Après la Nouvelle-Calédonie, la Réunion et Mayotte, les bureaux de vote ouvriront à 8h en métropole et fermeront au plus tard à 20h, heure à laquelle pourront être publiés les premiers résultats.
Il y a de fortes chances d’assister à un regain de participation. En 2020, en pleine épidémie de Covid, moins d’un électeur sur deux s’était déplacé lors des dernières municipales. Cette fois, pas de virus, mais la guerre au Moyen-Orient a largement escamoté la campagne. Une conséquence surtout médiatique, à en croire les sondages.
La participation attendue tourne autour de 68 %, soit un niveau proche de celui des législatives de 2024. Si l’intérêt et l’attachement des Français aux élections locales ne datent pas d’hier, il y aura tout de même de la nouveauté ce dimanche.
De nouvelles règles s’appliqueront notamment dans les trois grandes villes, Paris, Lyon et Marseille, où les électeurs voteront pour leurs maires d’arrondissement et le maire de leur ville dans deux urnes distinctes. Des villes où il faudra sûrement attendre un second tour, dimanche 22 mars. Dans les agglomérations, sitôt les résultats connus, une autre élection commencera, avec la question des alliances du second tour.

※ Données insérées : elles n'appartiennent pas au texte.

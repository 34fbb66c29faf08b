//! Rubicon-style adapter: a concrete [`Adapter`] demonstrating the
//! per-bidder parameter shape (`imp[].ext.rubicon.{accountId,siteId,
//! zoneId}`) and the identity-leakage invariant — `accountId` here is
//! the *SSP-assigned* integer the publisher configured for this
//! bidder, never the internal account id the request was resolved
//! under.

use crate::core::adapter::{
    Adapter, AdapterInfo, BidderResponse, DemandClass, ExchangeError, ExchangeErrorKind,
    RawResponse, RequestData,
};
use crate::rtb::bid_request::BidRequest;
use crate::rtb::bid_response::{Bid, MediaType};
use serde::Deserialize;
use serde_json::{json, Value};
use std::collections::HashMap;

pub const CODE: &str = "rubicon";

pub struct RubiconAdapter {
    endpoint: String,
}

impl RubiconAdapter {
    pub fn new(endpoint: impl Into<String>) -> Self {
        Self { endpoint: endpoint.into() }
    }
}

#[derive(Deserialize)]
struct RubiconParams {
    #[serde(rename = "accountId")]
    account_id: i64,
    #[serde(rename = "siteId")]
    site_id: i64,
    #[serde(rename = "zoneId")]
    zone_id: i64,
}

#[derive(Deserialize)]
struct RubiconWireResponse {
    id: String,
    seatbid: Vec<RubiconSeatBid>,
}

#[derive(Deserialize)]
struct RubiconSeatBid {
    bid: Vec<RubiconBid>,
}

#[derive(Deserialize)]
struct RubiconBid {
    impid: String,
    price: f64,
    adm: String,
    crid: String,
    #[serde(default)]
    dealid: Option<String>,
    #[serde(default)]
    w: i32,
    #[serde(default)]
    h: i32,
    #[serde(default)]
    adomain: Vec<String>,
    #[serde(default)]
    cid: String,
}

impl Adapter for RubiconAdapter {
    fn info(&self) -> AdapterInfo {
        AdapterInfo {
            code: CODE.to_string(),
            enabled: true,
            supports_banner: true,
            supports_video: false,
            supports_native: false,
            demand_class: DemandClass::Platform,
        }
    }

    fn build_requests(
        &self,
        request: &BidRequest,
        _params: &HashMap<String, Value>,
    ) -> (Vec<RequestData>, Vec<ExchangeError>) {
        let mut requests = Vec::new();
        let mut errors = Vec::new();

        for imp in &request.imp {
            let Some(raw) = imp.ext.get(CODE) else { continue };
            let params: RubiconParams = match serde_json::from_value(raw.clone()) {
                Ok(p) => p,
                Err(e) => {
                    errors.push(ExchangeError::for_bidder(
                        CODE,
                        ExchangeErrorKind::Marshal,
                        format!("invalid rubicon params on imp {}: {e}", imp.id),
                    ));
                    continue;
                }
            };

            if !imp.accepts(MediaType::Banner) {
                continue;
            }

            let outbound = json!({
                "id": request.id,
                "imp": [{
                    "id": imp.id,
                    "banner": {"w": imp.banner.as_ref().map(|b| b.w).unwrap_or(0), "h": imp.banner.as_ref().map(|b| b.h).unwrap_or(0)},
                    "bidfloor": imp.bidfloor,
                    "bidfloorcur": if imp.bidfloorcur.is_empty() { "USD" } else { &imp.bidfloorcur },
                    "ext": {"rubicon": {"accountId": params.account_id, "siteId": params.site_id, "zoneId": params.zone_id}},
                }],
                "site": request.site.as_ref().map(|s| json!({
                    "id": "",
                    "domain": s.domain,
                    "page": s.page,
                    "publisher": {"id": ""},
                })),
                "device": request.device,
                "user": request.user,
                "cur": request.cur,
                "tmax": request.tmax,
            });

            let body = match serde_json::to_vec(&outbound) {
                Ok(b) => b,
                Err(e) => {
                    errors.push(ExchangeError::for_bidder(
                        CODE,
                        ExchangeErrorKind::Marshal,
                        e.to_string(),
                    ));
                    continue;
                }
            };

            let mut req = RequestData::post_json(self.endpoint.clone(), body.into());
            req.imp_id = Some(imp.id.clone());
            requests.push(req);
        }

        (requests, errors)
    }

    fn parse_response(
        &self,
        request: &BidRequest,
        response: &RawResponse,
    ) -> Result<BidderResponse, ExchangeError> {
        if response.status == 204 {
            return Ok(BidderResponse { bids: Vec::new() });
        }

        let wire: RubiconWireResponse = serde_json::from_slice(&response.body).map_err(|e| {
            ExchangeError::for_bidder(CODE, ExchangeErrorKind::Parse, e.to_string())
        })?;

        if wire.id != request.id {
            return Err(ExchangeError::for_bidder(
                CODE,
                ExchangeErrorKind::ResponseIdMismatch,
                format!("response id {} does not match request id {}", wire.id, request.id),
            ));
        }

        let bids = wire
            .seatbid
            .into_iter()
            .flat_map(|sb| sb.bid)
            .map(|b| Bid {
                id: format!("{}-{}", CODE, b.impid),
                impid: b.impid,
                price: b.price,
                adm: b.adm,
                crid: b.crid,
                dealid: b.dealid,
                w: b.w,
                h: b.h,
                adomain: b.adomain,
                cid: b.cid,
                mtype: MediaType::Banner,
                ext: None,
            })
            .collect();

        Ok(BidderResponse { bids })
    }
}

#[cfg(test)]
mod tests {
    use super::*;
    use crate::rtb::bid_request::{BidRequestBuilder, Banner, ImpBuilder};
    use bytes::Bytes;

    fn sample_request() -> BidRequest {
        let mut ext = HashMap::new();
        ext.insert(
            CODE.to_string(),
            json!({"accountId": 26298, "siteId": 111, "zoneId": 222}),
        );
        let imp = ImpBuilder::default()
            .id("imp1".to_string())
            .banner(Some(Banner { w: 300, h: 250, format: vec![] }))
            .ext(ext)
            .build()
            .unwrap();

        BidRequestBuilder::default()
            .id("req-1".to_string())
            .imp(vec![imp])
            .build()
            .unwrap()
    }

    #[test]
    fn build_requests_uses_ssp_account_id_not_internal_account_id() {
        let adapter = RubiconAdapter::new("https://example.invalid/bid");
        let request = sample_request();
        let (requests, errors) = adapter.build_requests(&request, &HashMap::new());

        assert!(errors.is_empty());
        assert_eq!(requests.len(), 1);
        let body: Value = serde_json::from_slice(&requests[0].body).unwrap();
        assert_eq!(body["imp"][0]["ext"]["rubicon"]["accountId"], 26298);
        assert_eq!(body["site"], Value::Null);
    }

    #[test]
    fn skips_imps_with_no_rubicon_params() {
        let adapter = RubiconAdapter::new("https://example.invalid/bid");
        let imp = ImpBuilder::default().id("imp2".to_string()).build().unwrap();
        let request = BidRequestBuilder::default().imp(vec![imp]).build().unwrap();
        let (requests, errors) = adapter.build_requests(&request, &HashMap::new());
        assert!(requests.is_empty());
        assert!(errors.is_empty());
    }

    #[test]
    fn parse_response_rejects_mismatched_id() {
        let adapter = RubiconAdapter::new("https://example.invalid/bid");
        let request = sample_request();
        let raw = RawResponse {
            status: 200,
            body: Bytes::from(r#"{"id":"wrong","seatbid":[]}"#),
        };
        let err = adapter.parse_response(&request, &raw).unwrap_err();
        assert_eq!(err.kind, ExchangeErrorKind::ResponseIdMismatch);
    }

    #[test]
    fn parse_response_maps_204_to_empty_bids() {
        let adapter = RubiconAdapter::new("https://example.invalid/bid");
        let request = sample_request();
        let raw = RawResponse { status: 204, body: Bytes::new() };
        let resp = adapter.parse_response(&request, &raw).unwrap();
        assert!(resp.bids.is_empty());
    }
}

Une liste ayant obtenu plus de 10% peut se maintenir et une ayant récolté plus de 5% peut fusionner avec une ayant dépassé les 10%. Des choix à effectuer avant mardi 18h.
Contrairement à 70 % – voire davantage – des communes, souvent petites, où une seule liste sera candidate. Une situation qui découle d’une autre nouvelle règle, visant à imposer la parité hommes-femmes.